_Task statement_
All entries shown below should be duplicated character for character.

_Working data_
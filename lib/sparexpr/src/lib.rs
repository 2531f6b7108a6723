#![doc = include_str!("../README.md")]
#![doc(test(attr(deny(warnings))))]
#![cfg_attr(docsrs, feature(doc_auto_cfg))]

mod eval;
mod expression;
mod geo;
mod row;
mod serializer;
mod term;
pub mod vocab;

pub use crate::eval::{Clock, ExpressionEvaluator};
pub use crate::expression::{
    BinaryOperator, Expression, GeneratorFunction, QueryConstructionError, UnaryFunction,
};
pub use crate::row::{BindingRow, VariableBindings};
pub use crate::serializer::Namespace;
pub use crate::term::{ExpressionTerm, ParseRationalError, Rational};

_Solution below_
filename lib/sparexpr/src/lib.rs
repository 2531f6b7108a6723
#![doc = include_str!("../README.md")]
#![doc(test(attr(deny(warnings))))]
#![cfg_attr(docsrs, feature(doc_auto_cfg))]

mod eval;
mod expression;
mod geo;
mod row;
mod serializer;
mod term;
pub mod vocab;

pub use crate::eval::{Clock, ExpressionEvaluator};
pub use crate::expression::{
    BinaryOperator, Expression, GeneratorFunction, QueryConstructionError, UnaryFunction,
};
pub use crate::row::{BindingRow, VariableBindings};
pub use crate::serializer::Namespace;
pub use crate::term::{ExpressionTerm, ParseRationalError, Rational};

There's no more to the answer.